◆ AIM OF THE EXERCISE
Each line from the one containing "true, action = ArgAction::Set)]" to the end of the entries below must be restated exactly, and no other line should appear.

◆ MATERIAL FOR THE TASK
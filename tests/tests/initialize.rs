use eyre::Result;
use scripts::{
    cli::{InitBridgeArgs, InitSafeArgs},
    client::CallTarget,
    commands::{init_bridge, init_safe},
    constants::{BRIDGE_CAP_KEY, BRIDGE_KEY, BRIDGE_SAFE_KEY, FROM_COIN_CAP_KEY},
    errors::ScriptError,
};
use tests::{
    mock::{MockBridgeClient, RecordedCall},
    utils::{
        dummy_relayer_keys, full_objects, TestLedger, BRIDGE_CAP_ID, BRIDGE_SAFE_ID,
        FROM_COIN_CAP_ID, NETWORK, PACKAGE_ID,
    },
};

// -------------------------
// | BRIDGE INITIALIZATION |
// -------------------------

#[tokio::test]
async fn test_init_bridge() -> Result<()> {
    let ledger = TestLedger::empty()?;
    ledger.add_deployment(
        1,
        true,
        &[(BRIDGE_SAFE_KEY, BRIDGE_SAFE_ID), (BRIDGE_CAP_KEY, BRIDGE_CAP_ID)],
    )?;
    let client = MockBridgeClient::with_created_objects([(BRIDGE_KEY, "0xb71d")]);

    let args = InitBridgeArgs {
        relayer_keys: dummy_relayer_keys(4),
        quorum: 3,
    };
    init_bridge(args, &ledger.config(None)?, &client).await?;

    assert_eq!(
        client.calls(),
        vec![RecordedCall::InitializeBridge {
            target: CallTarget {
                package: PACKAGE_ID.to_string(),
                object: BRIDGE_SAFE_ID.to_string(),
                cap: BRIDGE_CAP_ID.to_string(),
            },
            relayer_keys: dummy_relayer_keys(4),
            quorum: 3,
        }]
    );

    // Created objects are merged into the existing ones
    let record = ledger.active_deployment()?;
    assert_eq!(record.objects[BRIDGE_KEY], "0xb71d");
    assert_eq!(record.objects[BRIDGE_SAFE_KEY], BRIDGE_SAFE_ID);
    assert_eq!(record.objects.len(), 3);

    Ok(())
}

#[tokio::test]
async fn test_init_bridge_quorum_below_minimum() -> Result<()> {
    let ledger = TestLedger::with_active_deployment()?;
    let before = ledger.contents();
    let client = MockBridgeClient::new();

    let args = InitBridgeArgs {
        relayer_keys: dummy_relayer_keys(4),
        quorum: 2,
    };
    let res = init_bridge(args, &ledger.config(None)?, &client).await;

    assert!(matches!(res, Err(ScriptError::InvalidParameter(_))));
    assert!(client.calls().is_empty());
    assert_eq!(ledger.contents(), before);

    Ok(())
}

#[tokio::test]
async fn test_init_bridge_quorum_above_relayers() -> Result<()> {
    let ledger = TestLedger::with_active_deployment()?;
    let client = MockBridgeClient::new();

    let args = InitBridgeArgs {
        relayer_keys: dummy_relayer_keys(3),
        quorum: 4,
    };
    let res = init_bridge(args, &ledger.config(None)?, &client).await;

    assert!(matches!(res, Err(ScriptError::InvalidParameter(_))));
    assert!(client.calls().is_empty());

    Ok(())
}

#[tokio::test]
async fn test_init_bridge_without_relayers() -> Result<()> {
    let ledger = TestLedger::with_active_deployment()?;
    let client = MockBridgeClient::new();

    let args = InitBridgeArgs {
        relayer_keys: vec![],
        quorum: 3,
    };
    let res = init_bridge(args, &ledger.config(None)?, &client).await;

    assert!(matches!(res, Err(ScriptError::InvalidParameter(_))));
    assert!(client.calls().is_empty());

    Ok(())
}

#[tokio::test]
async fn test_init_bridge_without_safe() -> Result<()> {
    let ledger = TestLedger::empty()?;
    ledger.add_deployment(1, true, &[(BRIDGE_CAP_KEY, BRIDGE_CAP_ID)])?;
    let client = MockBridgeClient::new();

    let args = InitBridgeArgs {
        relayer_keys: dummy_relayer_keys(3),
        quorum: 3,
    };
    let res = init_bridge(args, &ledger.config(None)?, &client).await;

    assert!(matches!(res, Err(ScriptError::MissingObject(role)) if role == BRIDGE_SAFE_KEY));
    assert!(client.calls().is_empty());

    Ok(())
}

#[tokio::test]
async fn test_init_bridge_without_active_deployment() -> Result<()> {
    let ledger = TestLedger::empty()?;
    ledger.add_deployment(1, false, &[])?;
    let before = ledger.contents();
    let client = MockBridgeClient::new();

    let args = InitBridgeArgs {
        relayer_keys: dummy_relayer_keys(3),
        quorum: 3,
    };
    let res = init_bridge(args, &ledger.config(None)?, &client).await;

    let err = res.unwrap_err();
    assert!(matches!(err, ScriptError::NoActiveDeployment));
    assert!(err.is_configuration());
    assert!(client.calls().is_empty());
    assert_eq!(ledger.contents(), before);

    Ok(())
}

#[tokio::test]
async fn test_init_bridge_with_unpublished_deployment() -> Result<()> {
    let ledger = TestLedger::empty()?;
    ledger.add_deployment(1, true, &full_objects())?;

    // An active record without a package cannot be acted on
    let mut contents = ledger.read()?;
    contents.deployment_mut(NETWORK.as_str(), 1)?.package = None;
    contents.write(&ledger.path)?;
    let before = ledger.contents();
    let client = MockBridgeClient::new();

    let args = InitBridgeArgs {
        relayer_keys: dummy_relayer_keys(3),
        quorum: 3,
    };
    let res = init_bridge(args, &ledger.config(None)?, &client).await;

    assert!(matches!(res, Err(ScriptError::NoActiveDeployment)));
    assert!(client.calls().is_empty());
    assert_eq!(ledger.contents(), before);

    Ok(())
}

// -----------------------
// | SAFE INITIALIZATION |
// -----------------------

#[tokio::test]
async fn test_init_safe_with_recorded_cap() -> Result<()> {
    let ledger = TestLedger::empty()?;
    ledger.add_deployment(1, true, &[(FROM_COIN_CAP_KEY, FROM_COIN_CAP_ID)])?;
    let client = MockBridgeClient::with_created_objects([
        (BRIDGE_SAFE_KEY, "0x5afe"),
        (BRIDGE_CAP_KEY, "0xcafe"),
    ]);

    init_safe(
        InitSafeArgs {
            from_coin_cap: None,
        },
        &ledger.config(None)?,
        &client,
    )
    .await?;

    assert_eq!(
        client.calls(),
        vec![RecordedCall::InitializeSafe {
            package: PACKAGE_ID.to_string(),
            from_coin_cap: FROM_COIN_CAP_ID.to_string(),
        }]
    );

    let record = ledger.active_deployment()?;
    assert_eq!(record.objects[BRIDGE_SAFE_KEY], "0x5afe");
    assert_eq!(record.objects[BRIDGE_CAP_KEY], "0xcafe");
    assert_eq!(record.objects[FROM_COIN_CAP_KEY], FROM_COIN_CAP_ID);

    Ok(())
}

#[tokio::test]
async fn test_init_safe_cap_override() -> Result<()> {
    let ledger = TestLedger::empty()?;
    ledger.add_deployment(1, true, &[])?;
    let client = MockBridgeClient::new();

    // Without a recorded cap, one must be given
    let res = init_safe(
        InitSafeArgs {
            from_coin_cap: None,
        },
        &ledger.config(None)?,
        &client,
    )
    .await;
    assert!(matches!(res, Err(ScriptError::MissingObject(role)) if role == FROM_COIN_CAP_KEY));
    assert!(client.calls().is_empty());

    init_safe(
        InitSafeArgs {
            from_coin_cap: Some("0x7777".to_string()),
        },
        &ledger.config(None)?,
        &client,
    )
    .await?;
    assert_eq!(
        client.calls(),
        vec![RecordedCall::InitializeSafe {
            package: PACKAGE_ID.to_string(),
            from_coin_cap: "0x7777".to_string(),
        }]
    );

    Ok(())
}
//! Constants used in the bridge scripts

// ----------
// | LEDGER |
// ----------

/// The default path of the deployment ledger
pub const DEFAULT_DEPLOYMENTS_PATH: &str = "deployment.json";

/// The role under which a published package is keyed in a transaction's created objects
pub const PACKAGE_KEY: &str = "Package";

/// The upgrade capability object key in the `Objects` of a deployment
pub const UPGRADE_CAP_KEY: &str = "UpgradeCap";

/// The bridge object key in the `Objects` of a deployment
pub const BRIDGE_KEY: &str = "Bridge";

/// The bridge safe object key in the `Objects` of a deployment
pub const BRIDGE_SAFE_KEY: &str = "BridgeSafe";

/// The bridge capability object key in the `Objects` of a deployment
pub const BRIDGE_CAP_KEY: &str = "BridgeCap";

/// The `FromCoinCap` capability object key in the `Objects` of a deployment
pub const FROM_COIN_CAP_KEY: &str = "FromCoinCap";

// ------------
// | EXPLORER |
// ------------

/// The base URL of the block explorer used for transaction links
pub const EXPLORER_BASE_URL: &str = "https://suiscan.xyz";

// --------------
// | PARAMETERS |
// --------------

/// The minimum number of relayer signatures the bridge may require
pub const MIN_QUORUM: u64 = 3;

/// The number of bytes in a relayer's ed25519 public key
pub const RELAYER_KEY_LEN: usize = 32;

/// The default minimum transfer amount for a newly whitelisted token
pub const DEFAULT_MIN_AMOUNT: &str = "1";

/// The default maximum transfer amount for a newly whitelisted token
pub const DEFAULT_MAX_AMOUNT: &str = "1000000000000000";

/// The default wait after submitting a transaction, in milliseconds
pub const DEFAULT_SETTLE_DELAY_MS: u64 = 2000;

/// The default gas budget for a transaction, in MIST
pub const DEFAULT_GAS_BUDGET: u64 = 500_000_000;

// -------
// | SUI |
// -------

/// The name of the `sui` command
pub const SUI_COMMAND: &str = "sui";

/// The manifest file of a Move package
pub const MOVE_MANIFEST: &str = "Move.toml";

/// The `sui move` subcommand
pub const MOVE_SUBCOMMAND: &str = "move";

/// The `sui client` subcommand
pub const CLIENT_SUBCOMMAND: &str = "client";

/// Flag asking the Sui CLI to build unpublished dependencies along with the package
pub const UNPUBLISHED_DEPENDENCIES_FLAG: &str = "--with-unpublished-dependencies";

/// Flag asking `sui move build` to dump the compiled bytecode as base64 JSON
pub const DUMP_BYTECODE_FLAG: &str = "--dump-bytecode-as-base64";

/// The status reported in the effects of a successful transaction
pub const SUCCESS_STATUS: &str = "success";

/// The Move module holding the bridge entry functions
pub const BRIDGE_MODULE: &str = "bridge";

/// The Move module holding the bridge safe entry functions
pub const SAFE_MODULE: &str = "safe";

/// The bridge initialization function
pub const INITIALIZE_BRIDGE_FN: &str = "initialize";

/// The safe initialization function
pub const INITIALIZE_SAFE_FN: &str = "initialize";

/// The token whitelisting function
pub const WHITELIST_TOKEN_FN: &str = "whitelist_token";

/// The whitelist removal function
pub const REMOVE_WHITELIST_FN: &str = "remove_token_from_whitelist";

/// The token supply initialization function
pub const INIT_SUPPLY_FN: &str = "init_supply";

/// The batch size setter
pub const SET_BATCH_SIZE_FN: &str = "set_batch_size";

/// The batch timeout setter
pub const SET_BATCH_TIMEOUT_FN: &str = "set_batch_timeout_ms";

/// The quorum setter
pub const SET_QUORUM_FN: &str = "set_quorum";

/// The bridge unpause function
pub const UNPAUSE_FN: &str = "unpause";
//! Definitions of CLI arguments and commands for the bridge scripts

use std::{
    path::{Path, PathBuf},
    time::Duration,
};

use clap::{ArgAction, Args, Parser, Subcommand};

use crate::{
    client::BridgeClient,
    commands::{
        deploy, init_bridge, init_safe, init_supply, list_deployments, mark_active,
        remove_whitelist, set_batch_size, set_batch_timeout, set_quorum, unpause, upgrade,
        whitelist_token,
    },
    config::ScriptConfig,
    constants::{
        DEFAULT_DEPLOYMENTS_PATH, DEFAULT_GAS_BUDGET, DEFAULT_MAX_AMOUNT, DEFAULT_MIN_AMOUNT,
        DEFAULT_SETTLE_DELAY_MS, SUI_COMMAND,
    },
    errors::ScriptError,
    sui::SuiCliClient,
    types::{Amount, Network, RelayerKey},
    utils::build_move_package,
};

/// The bridge deployment & administration scripts
#[derive(Parser)]
#[command(author, version, about = "Deploy and administer the Sui bridge")]
pub struct Cli {
    /// The network to operate on
    #[arg(short, long, env = "DEPLOY_ON", default_value_t = Network::Testnet)]
    pub network: Network,

    /// Path to the deployment ledger
    #[arg(short, long, env = "DEPLOYMENTS_PATH", default_value = DEFAULT_DEPLOYMENTS_PATH)]
    pub deployments_path: PathBuf,

    /// ID of the deployment to operate on, overriding the active deployment
    #[arg(long, env = "DEPLOYMENT_ID")]
    pub deployment_id: Option<u64>,

    /// Path to the bridge's Move package
    #[arg(long, env = "PACKAGE_PATH", default_value = ".")]
    pub package_path: PathBuf,

    /// The `sui` binary used to build & submit transactions
    #[arg(long, env = "SUI_BIN", default_value = SUI_COMMAND)]
    pub sui_bin: String,

    /// Gas budget of each transaction, in MIST
    #[arg(long, env = "GAS_BUDGET", default_value_t = DEFAULT_GAS_BUDGET)]
    pub gas_budget: u64,

    /// How long to wait for a transaction to settle, in milliseconds
    #[arg(long, env = "SETTLE_DELAY_MS", default_value_t = DEFAULT_SETTLE_DELAY_MS)]
    pub settle_delay_ms: u64,

    /// The command to run
    #[command(subcommand)]
    pub command: Command,
}

impl Cli {
    /// Runs the selected command.
    ///
    /// Ledger commands run offline, on-chain commands first connect to the
    /// local Sui client to learn the admin address.
    pub async fn run(self) -> Result<(), ScriptError> {
        let Cli {
            network,
            deployments_path,
            deployment_id,
            package_path,
            sui_bin,
            gas_budget,
            settle_delay_ms,
            command,
        } = self;

        match command {
            Command::Ledger(command) => command.run(network, &deployments_path),
            Command::OnChain(command) => {
                let client = SuiCliClient::connect(&sui_bin, network, gas_budget).await?;
                let config = ScriptConfig::load(
                    network,
                    client.admin_address().to_string(),
                    deployments_path,
                    deployment_id,
                    Duration::from_millis(settle_delay_ms),
                )?;

                command
                    .run(&config, &client, package_path, &sui_bin)
                    .await
            }
        }
    }
}

/// The scripts' commands
#[derive(Subcommand)]
pub enum Command {
    /// Commands that submit transactions
    #[command(flatten)]
    OnChain(OnChainCommand),
    /// Commands that only touch the deployment ledger
    #[command(flatten)]
    Ledger(LedgerCommand),
}

/// Commands that submit a transaction on behalf of the admin
#[derive(Subcommand)]
pub enum OnChainCommand {
    /// Build & publish the bridge package as a new deployment
    Deploy,
    /// Build the bridge package & upgrade the selected deployment to it
    Upgrade,
    /// Initialize the bridge with its relayer set
    InitBridge(InitBridgeArgs),
    /// Initialize the bridge safe
    InitSafe(InitSafeArgs),
    /// Initialize supply of a whitelisted token
    InitSupply(InitSupplyArgs),
    /// Whitelist a token on the bridge safe
    WhitelistToken(WhitelistTokenArgs),
    /// Remove a token from the bridge safe's whitelist
    RemoveWhitelist(RemoveWhitelistArgs),
    /// Set the number of transfers in a batch
    SetBatchSize(SetBatchSizeArgs),
    /// Set the time after which a partial batch is closed
    SetBatchTimeout(SetBatchTimeoutArgs),
    /// Set the number of relayer signatures the bridge requires
    SetQuorum(SetQuorumArgs),
    /// Unpause the bridge
    Unpause,
}

impl OnChainCommand {
    /// Runs the command against the given configuration & client
    pub async fn run(
        self,
        config: &ScriptConfig,
        client: &impl BridgeClient,
        package_path: PathBuf,
        sui_bin: &str,
    ) -> Result<(), ScriptError> {
        match self {
            OnChainCommand::Deploy => deploy(
                config,
                client,
                build_move_package(&package_path, Some(sui_bin)),
            )
            .await
            .map(|_| ()),
            OnChainCommand::Upgrade => {
                upgrade(
                    config,
                    client,
                    build_move_package(&package_path, Some(sui_bin)),
                )
                .await
            }
            OnChainCommand::InitBridge(args) => init_bridge(args, config, client).await,
            OnChainCommand::InitSafe(args) => init_safe(args, config, client).await,
            OnChainCommand::InitSupply(args) => init_supply(args, config, client).await,
            OnChainCommand::WhitelistToken(args) => whitelist_token(args, config, client).await,
            OnChainCommand::RemoveWhitelist(args) => {
                remove_whitelist(args, config, client).await
            }
            OnChainCommand::SetBatchSize(args) => set_batch_size(args, config, client).await,
            OnChainCommand::SetBatchTimeout(args) => {
                set_batch_timeout(args, config, client).await
            }
            OnChainCommand::SetQuorum(args) => set_quorum(args, config, client).await,
            OnChainCommand::Unpause => unpause(config, client).await,
        }
    }
}

/// Commands that read or edit the deployment ledger without a client
#[derive(Subcommand)]
pub enum LedgerCommand {
    /// Mark a deployment as the active one on its network
    MarkActive(MarkActiveArgs),
    /// List the deployments of the network
    List,
}

impl LedgerCommand {
    /// Runs the command against the ledger at `deployments_path`
    pub fn run(self, network: Network, deployments_path: &Path) -> Result<(), ScriptError> {
        match self {
            LedgerCommand::MarkActive(args) => mark_active(args, network, deployments_path),
            LedgerCommand::List => list_deployments(network, deployments_path),
        }
    }
}

/// Initialize the bridge with its relayer set
#[derive(Args)]
pub struct InitBridgeArgs {
    /// Hex-encoded ed25519 public keys of the relayers, comma separated
    #[arg(
        short,
        long = "relayer-keys",
        env = "RELAYER_PUBLIC_KEYS",
        value_delimiter = ',',
        num_args = 1..
    )]
    pub relayer_keys: Vec<RelayerKey>,

    /// Number of relayer signatures required to execute a batch
    #[arg(short, long, env = "QUORUM")]
    pub quorum: u64,
}

/// Initialize the bridge safe
#[derive(Args)]
pub struct InitSafeArgs {
    /// The treasury capability to initialize the safe with, overriding the one
    /// recorded for the deployment
    #[arg(long, env = "FROM_COIN_CAP")]
    pub from_coin_cap: Option<String>,
}

/// Initialize supply of a whitelisted token
#[derive(Args)]
pub struct InitSupplyArgs {
    /// Fully qualified Move type of the token
    #[arg(short, long, env = "TOKEN_TYPE")]
    pub token_type: String,

    /// Amount of the token to mint into the safe
    #[arg(short, long, env = "COIN_AMOUNT")]
    pub amount: Amount,
}

/// Whitelist a token on the bridge safe
#[derive(Args)]
pub struct WhitelistTokenArgs {
    /// Fully qualified Move type of the token
    #[arg(short, long, env = "TOKEN_TYPE")]
    pub token_type: String,

    /// Minimum amount of a single transfer
    #[arg(long, env = "MIN_AMOUNT", default_value = DEFAULT_MIN_AMOUNT)]
    pub min_amount: Amount,

    /// Maximum amount of a single transfer
    #[arg(long, env = "MAX_AMOUNT", default_value = DEFAULT_MAX_AMOUNT)]
    pub max_amount: Amount,

    /// Whether the token is native to Sui
    #[arg(long, env = "IS_NATIVE", default_value_t = true, action = ArgAction::Set)]
    pub is_native: bool,

    /// Whether bridged tokens are locked rather than burned
    #[arg(long, env = "IS_LOCKED", default_value_t = false, action = ArgAction::Set)]
    pub is_locked: bool,
}

/// Remove a token from the bridge safe's whitelist
#[derive(Args)]
pub struct RemoveWhitelistArgs {
    /// Fully qualified Move type of the token
    #[arg(short, long, env = "TOKEN_TYPE")]
    pub token_type: String,
}

/// Set the number of transfers in a batch
#[derive(Args)]
pub struct SetBatchSizeArgs {
    /// The new batch size
    #[arg(short, long, env = "BATCH_SIZE")]
    pub batch_size: u64,
}

/// Set the time after which a partial batch is closed
#[derive(Args)]
pub struct SetBatchTimeoutArgs {
    /// The new timeout, in milliseconds
    #[arg(short, long, env = "BATCH_TIMEOUT_MS")]
    pub timeout_ms: u64,
}

/// Set the number of relayer signatures the bridge requires
#[derive(Args)]
pub struct SetQuorumArgs {
    /// The new quorum
    #[arg(short, long, env = "QUORUM")]
    pub quorum: u64,
}

/// Mark a deployment as the active one on its network
#[derive(Args)]
pub struct MarkActiveArgs {
    /// ID of the deployment
    #[arg(short, long)]
    pub id: u64,
}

◆ EXERCISE ANSWER
    #[arg(long, env = "IS_NATIVE", default_value_t = true, action = ArgAction::Set)]
    pub is_native: bool,

    /// Whether bridged tokens are locked rather than burned
    #[arg(long, env = "IS_LOCKED", default_value_t = false, action = ArgAction::Set)]
    pub is_locked: bool,
}

/// Remove a token from the bridge safe's whitelist
#[derive(Args)]
pub struct RemoveWhitelistArgs {
    /// Fully qualified Move type of the token
    #[arg(short, long, env = "TOKEN_TYPE")]
    pub token_type: String,
}

/// Set the number of transfers in a batch
#[derive(Args)]
pub struct SetBatchSizeArgs {
    /// The new batch size
    #[arg(short, long, env = "BATCH_SIZE")]
    pub batch_size: u64,
}

/// Set the time after which a partial batch is closed
#[derive(Args)]
pub struct SetBatchTimeoutArgs {
    /// The new timeout, in milliseconds
    #[arg(short, long, env = "BATCH_TIMEOUT_MS")]
    pub timeout_ms: u64,
}

/// Set the number of relayer signatures the bridge requires
#[derive(Args)]
pub struct SetQuorumArgs {
    /// The new quorum
    #[arg(short, long, env = "QUORUM")]
    pub quorum: u64,
}

/// Mark a deployment as the active one on its network
#[derive(Args)]
pub struct MarkActiveArgs {
    /// ID of the deployment
    #[arg(short, long)]
    pub id: u64,
}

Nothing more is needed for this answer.